A U.S. Citizen (either U.S. Born or Naturalized) may petition a
wife and child under the age of 21 with no waiting period.
Stepchildren, as long as marriage to the parent took place before age
18, also fit into this category. For unmarried children over the age
of 21, waiting periods can range from 6 or more years depending on the
country of origin.
U.S. Citizens may also petition their parents with no waiting
period. Citizens may also petition brothers and sisters who fall into
the least desirable 4th preference category with a wait of ten or more
years.
The Marriage Penalty:
For immigration authorities, marriage provides an important
distinction between dependent children and children no longer closely
associated with or dependent upon their parents. Immigrants should be
aware that there is a significant marriage penalty for children who's
legal permanent resident parents filed a petition for them prior to
their getting married. The child's marriage effectively kills the
petition forcing a parent to re-file their immigrant visa and loss of
the priority date, greatly extending waiting periods for the visa.

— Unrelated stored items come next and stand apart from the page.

//! Capabilities whose behaviour lives outside this crate. Each one answers
//! with a fixed payload and echoes the arguments it received.

use anyhow::Result;
use serde_json::{json, Value};

use super::{ArgumentBag, Capability};

pub struct CannedCapability {
    name: &'static str,
    description: &'static str,
    response: Value,
}

impl CannedCapability {
    pub fn new(name: &'static str, description: &'static str, response: Value) -> Self {
        Self {
            name,
            description,
            response,
        }
    }
}

impl Capability for CannedCapability {
    fn name(&self) -> &str {
        self.name
    }

    fn description(&self) -> &str {
        self.description
    }

    fn execute(&self, args: &ArgumentBag) -> Result<Value> {
        log::debug!("{} called with {}", self.name, args.to_value());

        let mut output = json!({ "status": "success" });
        if let (Some(out), Some(extra)) = (output.as_object_mut(), self.response.as_object()) {
            out.extend(extra.iter().map(|(k, v)| (k.clone(), v.clone())));
        }
        output["arguments"] = args.to_value();
        Ok(output)
    }
}

/// The fixed set of canned capabilities known to the registry.
pub fn canned_capabilities() -> Vec<CannedCapability> {
    vec![
        CannedCapability::new(
            "delete_file",
            "Delete a file from the workspace",
            json!({ "message": "File deleted." }),
        ),
        CannedCapability::new(
            "execute_code",
            "Run a snippet of code and return its output",
            json!({ "output": "Code execution output." }),
        ),
        CannedCapability::new(
            "search",
            "Search the workspace",
            json!({ "results": "Search results here." }),
        ),
        CannedCapability::new(
            "open_in_vscode",
            "Open a file in the editor",
            json!({ "message": "Opened in VS Code." }),
        ),
        CannedCapability::new(
            "web_search",
            "Search the web",
            json!({ "results": [{ "title": "Result 1", "url": "http://example.com" }] }),
        ),
        CannedCapability::new(
            "deep_research",
            "Research a topic in depth",
            json!({ "summary": "Deep research summary." }),
        ),
        CannedCapability::new(
            "think_deeper",
            "Produce a deeper analysis of a topic",
            json!({ "analysis": "Deeper analysis of the topic." }),
        ),
        CannedCapability::new(
            "write_python",
            "Generate Python code",
            json!({ "code": "print('Hello, World!')" }),
        ),
        CannedCapability::new(
            "write_typescript",
            "Generate TypeScript code",
            json!({ "code": "console.log('Hello, World!');" }),
        ),
        CannedCapability::new(
            "refactor_code",
            "Refactor a piece of code",
            json!({ "refactored_code": "..." }),
        ),
        CannedCapability::new(
            "read_code",
            "Explain what a piece of code does",
            json!({ "explanation": "This code does..." }),
        ),
        CannedCapability::new(
            "create_learning_plan",
            "Draft a learning plan for a topic",
            json!({ "plan": "1. Learn basics. 2. Practice. 3. Advanced topics." }),
        ),
        CannedCapability::new(
            "find_analogy",
            "Find an analogy for a concept",
            json!({ "analogy": "A tool registry is like a phone book for functions." }),
        ),
        CannedCapability::new(
            "generate_quiz",
            "Generate quiz questions for a topic",
            json!({ "quiz": [{ "question": "What is Rust?", "answer": "A programming language." }] }),
        ),
        CannedCapability::new(
            "evaluate_answer",
            "Give feedback on an answer",
            json!({ "feedback": "Your answer is correct and well-explained." }),
        ),
    ]
}
pub mod schema;
pub mod walker;

pub use schema::{Schema, SchemaViolation};
pub use walker::{
    validate_file, validate_tree, validate_workspace, DocumentKind, TreeReport, ValidationFailure,
    ValidationOutcome, ValidationReport, ValidationResult,
};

Similarly, children whose U.S. Citizen parents file an immigrant visa
petition will fall into a less desirable third preference visa
category upon their getting married.
Employment Authorization:
Beneficiaries of immigrant visa petitions who already reside in the
United States may seek employment authorization while their
application for legal permanent residency is pending. Employment
authorization must be requested with the filing of a separate
application, and once approved, provides the immigrant with the
ability to acquire a driver's license in their state of residence as
well as a social security number.
Naturalization or Citizenship Proceedings:
Children of U.S. Citizen parents may acquire U.S. Citizenship in a
number of ways. For children who are under the age of 18 they may
derive citizenship when one parent naturalizes, as long the children
have entered the United States as legal permanent residents and are in
the legal and physical custody of the naturalizing parent.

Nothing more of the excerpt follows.